Claude Beausoleil plonge ses mains dans le passé avec Alma, histoire de dire l’enfance, la solitude, la famille et la découverte de soi. Devoir de mémoire.

Avec plus d’une soixantaine de recueils poétiques (!), des essais, des anthologies et deux romans à son actif, on peut affirmer sans grand risque que Claude Beausoleil souffre d’un cas avancé de boulimie créatrice. Aussi membre de l’Académie Mallarmé, il s’avère l’un des plus convaincants défenseurs de la littérature et de la poésie québécoises, ici comme ailleurs. L’année dernière, il publiait sa seconde oeuvre de fiction, Architecte des sentiments, roman obsédant et fort bien accueilli par la critique, nous entraînant dans l’expérience toute en dédales d’un traducteur dont la vie bascule par à-coups dans la fiction lorsque surgissent dans son quotidien des signes étranges renvoyant directement à celui qu’il est en train de traduire: le poète, philosophe et architecte Netzahualcóyotl (1402-1472), figure charnière de l’Ancien Mexique. Après un ouvrage de cet ordre, lové autour d’une passion de l’histoire et de la langue, foré d’ellipses touffues et de soupiraux narratifs complexes, rien n’annonçait le détour intimiste, autofictionnel, qu’opère l’auteur avec Alma, un récit composé de chapitres très brefs, comme autant de pièces détachées, fragments d’un discours amoureux, épuré à l’extrême, retraçant la genèse d’une vie qui débuta un 16 novembre 1948, dans le "Saint-Henri-des-Tanneries", au Rita Snack-Bar…
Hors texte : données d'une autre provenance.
// action-ledger-rs/src/ledger.rs
// Append-only, encrypted checkpoint ledger.
//
// File layout: a sequence of `u32 little-endian length + bincode(LedgerFileEntry)`.
// Each entry's `hash_chain` is SHA-256(previous hash || ciphertext), starting
// from the zero hash, so any edit inside the file is detected when the chain
// is replayed. A short final frame is a write torn by a crash: it is cut off
// on open and every complete entry before it is kept.

use std::collections::BTreeMap;
use std::fs::{self, OpenOptions};
use std::io::{Read, Write};
use std::path::{Path, PathBuf};
use std::sync::{Arc, Mutex};

use aes_gcm::aead::{Aead, KeyInit, OsRng};
use aes_gcm::{Aes256Gcm, Key, Nonce};
use async_trait::async_trait;
use chrono::{DateTime, Utc};
use rand::RngCore;
use serde::{Deserialize, Serialize};
use sha2::{Digest, Sha256};
use shared_types::{HistoryEntry, RequestRecord};

use crate::{MemoryStore, StoreError};

const LEDGER_FILE: &str = "checkpoints.ledger";

#[derive(Debug, Clone, Copy, PartialEq, Eq, Serialize, Deserialize)]
enum LedgerEventKind {
    Checkpoint,
    History,
}

/// Plaintext of one entry. The payload is JSON because records carry
/// free-form metadata that bincode cannot describe.
#[derive(Debug, Clone, Serialize, Deserialize)]
struct LedgerEvent {
    kind: LedgerEventKind,
    request_id: String,
    payload: String,
    created_at: DateTime<Utc>,
}

/// On-disk representation of a single encrypted entry.
#[derive(Debug, Clone, Serialize, Deserialize)]
struct LedgerFileEntry {
    hash_chain: [u8; 32],
    nonce: [u8; 12],
    ciphertext: Vec<u8>,
}

/// Ledger configuration derived from storage settings and environment.
#[derive(Debug, Clone)]
pub struct LedgerConfig {
    pub path: PathBuf,
    /// Raw 32-byte encryption key.
    pub key: [u8; 32],
}

impl LedgerConfig {
    /// Ledger file inside `directory`; key from `ORCHESTRATOR_LEDGER_KEY` (64 hex chars).
    pub fn for_directory(directory: impl AsRef<Path>) -> Self {
        let key = match config_rs::env_string("ORCHESTRATOR_LEDGER_KEY") {
            Some(hex) => decode_hex_32(&hex).unwrap_or_else(|e| {
                tracing::warn!("Invalid ORCHESTRATOR_LEDGER_KEY: {}; using insecure dev key", e);
                insecure_dev_key()
            }),
            None => {
                tracing::warn!("ORCHESTRATOR_LEDGER_KEY not set; using insecure dev key");
                insecure_dev_key()
            }
        };

        Self {
            path: directory.as_ref().join(LEDGER_FILE),
            key,
        }
    }
}

struct LedgerFile {
    path: PathBuf,
    cipher: Aes256Gcm,
    /// Last hash in the chain (or all zeros for an empty file).
    last_hash: Mutex<[u8; 32]>,
}

impl LedgerFile {
    fn append(&self, event: &LedgerEvent) -> Result<(), StoreError> {
        let plaintext = bincode::serialize(event)?;

        let mut nonce_bytes = [0u8; 12];
        OsRng.fill_bytes(&mut nonce_bytes);
        let nonce = Nonce::from_slice(&nonce_bytes);

        let ciphertext = self
            .cipher
            .encrypt(nonce, plaintext.as_ref())
            .map_err(|e| StoreError::Crypto(format!("encrypt failed: {e}")))?;

        // Holding the lock across the write keeps file order and chain order identical
        let mut last = self.last_hash.lock().unwrap_or_else(|poisoned| poisoned.into_inner());
        let hash = chain_hash(&last, &ciphertext);

        let encoded = bincode::serialize(&LedgerFileEntry {
            hash_chain: hash,
            nonce: nonce_bytes,
            ciphertext,
        })?;

        let mut file = OpenOptions::new().create(true).append(true).open(&self.path)?;
        file.write_all(&(encoded.len() as u32).to_le_bytes())?;
        file.write_all(&encoded)?;
        file.sync_data()?;

        *last = hash;
        Ok(())
    }

    /// Replays the whole file, verifying the chain and decrypting every entry
    fn replay(&self) -> Result<Vec<LedgerEvent>, StoreError> {
        Ok(read_ledger(&self.path, &self.cipher)?.events)
    }
}

/// Durable store backed by the encrypted ledger file
#[derive(Clone)]
pub struct FileLedgerStore {
    inner: Arc<LedgerFile>,
}

impl FileLedgerStore {
    /// Opens (or creates) the ledger, verifying the existing chain.
    pub fn open(config: LedgerConfig) -> Result<Self, StoreError> {
        if let Some(parent) = config.path.parent() {
            fs::create_dir_all(parent)?;
        }

        let cipher = Aes256Gcm::new(Key::<Aes256Gcm>::from_slice(&config.key));
        let scan = read_ledger(&config.path, &cipher)?;
        if let Some(torn) = scan.torn_bytes {
            tracing::warn!(
                path = %config.path.display(),
                torn_bytes = torn,
                intact_len = scan.intact_len,
                "Ledger ends in an incomplete entry; truncating to the last complete one"
            );
            OpenOptions::new().write(true).open(&config.path)?.set_len(scan.intact_len)?;
        }
        tracing::info!(path = %config.path.display(), entries = scan.events.len(), "Checkpoint ledger opened");

        Ok(Self {
            inner: Arc::new(LedgerFile {
                path: config.path,
                cipher,
                last_hash: Mutex::new(scan.last_hash),
            }),
        })
    }

    pub fn path(&self) -> &Path {
        &self.inner.path
    }

    /// History stored for `request_id`, ordered and de-duplicated by sequence number
    pub async fn history(&self, request_id: &str) -> Result<Vec<HistoryEntry>, StoreError> {
        let events = self.replay().await?;
        let mut by_sequence = BTreeMap::new();
        for event in events
            .into_iter()
            .filter(|e| e.kind == LedgerEventKind::History && e.request_id == request_id)
        {
            let entries: Vec<HistoryEntry> = serde_json::from_str(&event.payload)?;
            for entry in entries {
                by_sequence.entry(entry.sequence_no).or_insert(entry);
            }
        }
        Ok(by_sequence.into_values().collect())
    }

    /// Re-reads the file and checks the hash chain end to end
    pub async fn verify(&self) -> Result<usize, StoreError> {
        Ok(self.replay().await?.len())
    }

    async fn append(&self, event: LedgerEvent) -> Result<(), StoreError> {
        let inner = Arc::clone(&self.inner);
        tokio::task::spawn_blocking(move || inner.append(&event))
            .await
            .map_err(|e| StoreError::Join(e.to_string()))?
    }

    async fn replay(&self) -> Result<Vec<LedgerEvent>, StoreError> {
        let inner = Arc::clone(&self.inner);
        tokio::task::spawn_blocking(move || inner.replay())
            .await
            .map_err(|e| StoreError::Join(e.to_string()))?
    }
}

#[async_trait]
impl MemoryStore for FileLedgerStore {
    async fn save_checkpoint(&self, record: &RequestRecord) -> Result<(), StoreError> {
        self.append(LedgerEvent {
            kind: LedgerEventKind::Checkpoint,
            request_id: record.request_id().to_string(),
            payload: serde_json::to_string(record)?,
            created_at: Utc::now(),
        })
        .await
    }

    async fn load_latest(&self, request_id: &str) -> Result<RequestRecord, StoreError> {
        let events = self.replay().await?;
        let latest = events
            .iter()
            .rev()
            .find(|e| e.kind == LedgerEventKind::Checkpoint && e.request_id == request_id)
            .ok_or_else(|| StoreError::NotFound(request_id.to_string()))?;
        Ok(serde_json::from_str(&latest.payload)?)
    }

    async fn append_history_entries(&self, request_id: &str, entries: &[HistoryEntry]) -> Result<(), StoreError> {
        if entries.is_empty() {
            return Ok(());
        }
        self.append(LedgerEvent {
            kind: LedgerEventKind::History,
            request_id: request_id.to_string(),
            payload: serde_json::to_string(entries)?,
            created_at: Utc::now(),
        })
        .await
    }
}

// --- helpers ---------------------------------------------------------------

fn chain_hash(previous: &[u8; 32], ciphertext: &[u8]) -> [u8; 32] {
    let mut hasher = Sha256::new();
    hasher.update(previous);
    hasher.update(ciphertext);
    let mut out = [0u8; 32];
    out.copy_from_slice(&hasher.finalize());
    out
}

fn insecure_dev_key() -> [u8; 32] {
    [0x42; 32]
}

fn decode_hex_32(s: &str) -> Result<[u8; 32], StoreError> {
    let s = s.trim();
    if s.len() != 64 || !s.is_ascii() {
        return Err(StoreError::Crypto(format!("expected 64 hex characters, got {}", s.len())));
    }
    let mut out = [0u8; 32];
    for (i, byte) in out.iter_mut().enumerate() {
        *byte = u8::from_str_radix(&s[i * 2..i * 2 + 2], 16)
            .map_err(|e| StoreError::Crypto(format!("invalid hex in key: {e}")))?;
    }
    Ok(out)
}

struct LedgerScan {
    events: Vec<LedgerEvent>,
    last_hash: [u8; 32],
    /// Byte length covered by complete entries
    intact_len: u64,
    /// Length of an incomplete trailing frame, if any
    torn_bytes: Option<usize>,
}

/// Decodes every entry, checking chain continuity and decryptability.
/// A missing file is an empty ledger. A frame that runs past the end of
/// the file stops the scan instead of failing it.
fn read_ledger(path: &Path, cipher: &Aes256Gcm) -> Result<LedgerScan, StoreError> {
    let mut scan = LedgerScan {
        events: Vec::new(),
        last_hash: [0u8; 32],
        intact_len: 0,
        torn_bytes: None,
    };
    if !path.exists() {
        return Ok(scan);
    }

    let mut buf = Vec::new();
    OpenOptions::new().read(true).open(path)?.read_to_end(&mut buf)?;

    let mut cursor = 0usize;
    while cursor < buf.len() {
        let frame_start = cursor;
        let Some(len_bytes) = buf.get(cursor..cursor + 4) else {
            scan.torn_bytes = Some(buf.len() - frame_start);
            break;
        };
        let mut len_arr = [0u8; 4];
        len_arr.copy_from_slice(len_bytes);
        let len = u32::from_le_bytes(len_arr) as usize;
        cursor += 4;

        let Some(slice) = buf.get(cursor..cursor + len) else {
            scan.torn_bytes = Some(buf.len() - frame_start);
            break;
        };
        cursor += len;

        let entry: LedgerFileEntry = bincode::deserialize(slice)?;
        if entry.hash_chain != chain_hash(&scan.last_hash, &entry.ciphertext) {
            return Err(StoreError::Integrity("hash chain mismatch; possible tampering".to_string()));
        }

        let plaintext = cipher
            .decrypt(Nonce::from_slice(&entry.nonce), entry.ciphertext.as_ref())
            .map_err(|e| StoreError::Crypto(format!("decrypt failed: {e}")))?;
        scan.events.push(bincode::deserialize(&plaintext)?);

        scan.last_hash = entry.hash_chain;
        scan.intact_len = cursor as u64;
    }

    Ok(scan)
}

#[cfg(test)]
mod tests {
    use super::*;
    use shared_types::{HistoryRole, StageId};

    fn config(dir: &Path) -> LedgerConfig {
        LedgerConfig {
            path: dir.join(LEDGER_FILE),
            key: [7u8; 32],
        }
    }

    fn sample_record() -> RequestRecord {
        let stage = StageId::from("receptionist");
        let mut record = RequestRecord::new("password reset loop", stage.clone());
        record.append_history(&stage, HistoryRole::Stage, "Welcome!").unwrap();
        record.insert_metadata("channel", serde_json::json!("email")).unwrap();
        record
    }

    #[tokio::test]
    async fn checkpoints_survive_reopen() {
        let dir = tempfile::tempdir().unwrap();
        let mut record = sample_record();
        {
            let store = FileLedgerStore::open(config(dir.path())).unwrap();
            store.save_checkpoint(&record).await.unwrap();
            record.insert_metadata("attempt", serde_json::json!(2)).unwrap();
            store.save_checkpoint(&record).await.unwrap();
            store
                .append_history_entries(record.request_id(), record.history())
                .await
                .unwrap();
        }

        let reopened = FileLedgerStore::open(config(dir.path())).unwrap();
        assert_eq!(reopened.verify().await.unwrap(), 3);
        let loaded = reopened.load_latest(record.request_id()).await.unwrap();
        assert_eq!(loaded, record);
        assert_eq!(reopened.history(record.request_id()).await.unwrap().len(), 1);
    }

    #[tokio::test]
    async fn tampering_is_detected() {
        let dir = tempfile::tempdir().unwrap();
        let store = FileLedgerStore::open(config(dir.path())).unwrap();
        store.save_checkpoint(&sample_record()).await.unwrap();
        store.save_checkpoint(&sample_record()).await.unwrap();

        let mut bytes = std::fs::read(store.path()).unwrap();
        let last = bytes.len() - 1;
        bytes[last] ^= 0xff;
        std::fs::write(store.path(), bytes).unwrap();

        assert!(matches!(
            FileLedgerStore::open(config(dir.path())),
            Err(StoreError::Integrity(_)) | Err(StoreError::Crypto(_)) | Err(StoreError::Serde(_))
        ));
    }

    #[tokio::test]
    async fn torn_final_entry_is_cut_off_on_open() {
        let dir = tempfile::tempdir().unwrap();
        let record = sample_record();
        let intact_len = {
            let store = FileLedgerStore::open(config(dir.path())).unwrap();
            store.save_checkpoint(&record).await.unwrap();
            let intact_len = std::fs::metadata(store.path()).unwrap().len();
            store.save_checkpoint(&record).await.unwrap();
            intact_len
        };

        // Crash halfway through the second entry
        let path = config(dir.path()).path;
        let full_len = std::fs::metadata(&path).unwrap().len();
        let file = OpenOptions::new().write(true).open(&path).unwrap();
        file.set_len(intact_len + (full_len - intact_len) / 2).unwrap();
        drop(file);

        let reopened = FileLedgerStore::open(config(dir.path())).unwrap();
        assert_eq!(std::fs::metadata(&path).unwrap().len(), intact_len);
        assert_eq!(reopened.verify().await.unwrap(), 1);
        assert_eq!(reopened.load_latest(record.request_id()).await.unwrap(), record);

        // The chain continues from the last complete entry
        reopened.save_checkpoint(&record).await.unwrap();
        let again = FileLedgerStore::open(config(dir.path())).unwrap();
        assert_eq!(again.verify().await.unwrap(), 2);
    }

    #[tokio::test]
    async fn wrong_key_cannot_read() {
        let dir = tempfile::tempdir().unwrap();
        let store = FileLedgerStore::open(config(dir.path())).unwrap();
        store.save_checkpoint(&sample_record()).await.unwrap();

        let mut other = config(dir.path());
        other.key = [9u8; 32];
        assert!(matches!(FileLedgerStore::open(other), Err(StoreError::Crypto(_))));
    }

    #[test]
    fn hex_keys_decode() {
        let hex = "00".repeat(31) + "ff";
        assert_eq!(decode_hex_32(&hex).unwrap()[31], 0xff);
        assert!(decode_hex_32("abc").is_err());
    }
}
Né dans l’odeur de friture des patates frites, Beausoleil nous dresse un portrait composite d’une époque, d’un quartier et d’une enfance bénie par la présence d’Alma ("âme", en espagnol), la grand-mère, "memère" pour les intimes, venue au monde le même jour que son petit-fils. Scènes, tableaux, souvenirs croqués sur le vif, on circule en ligne brisée à travers cette existence rapiécée à la manière d’une courtepointe écrite. Et puisque la mémoire est un souk, un chaos de la plus belle espèce, c’est dans un refus de toute chronologie, et au présent, que nous sont servis ces vifs instantanés du temps passé.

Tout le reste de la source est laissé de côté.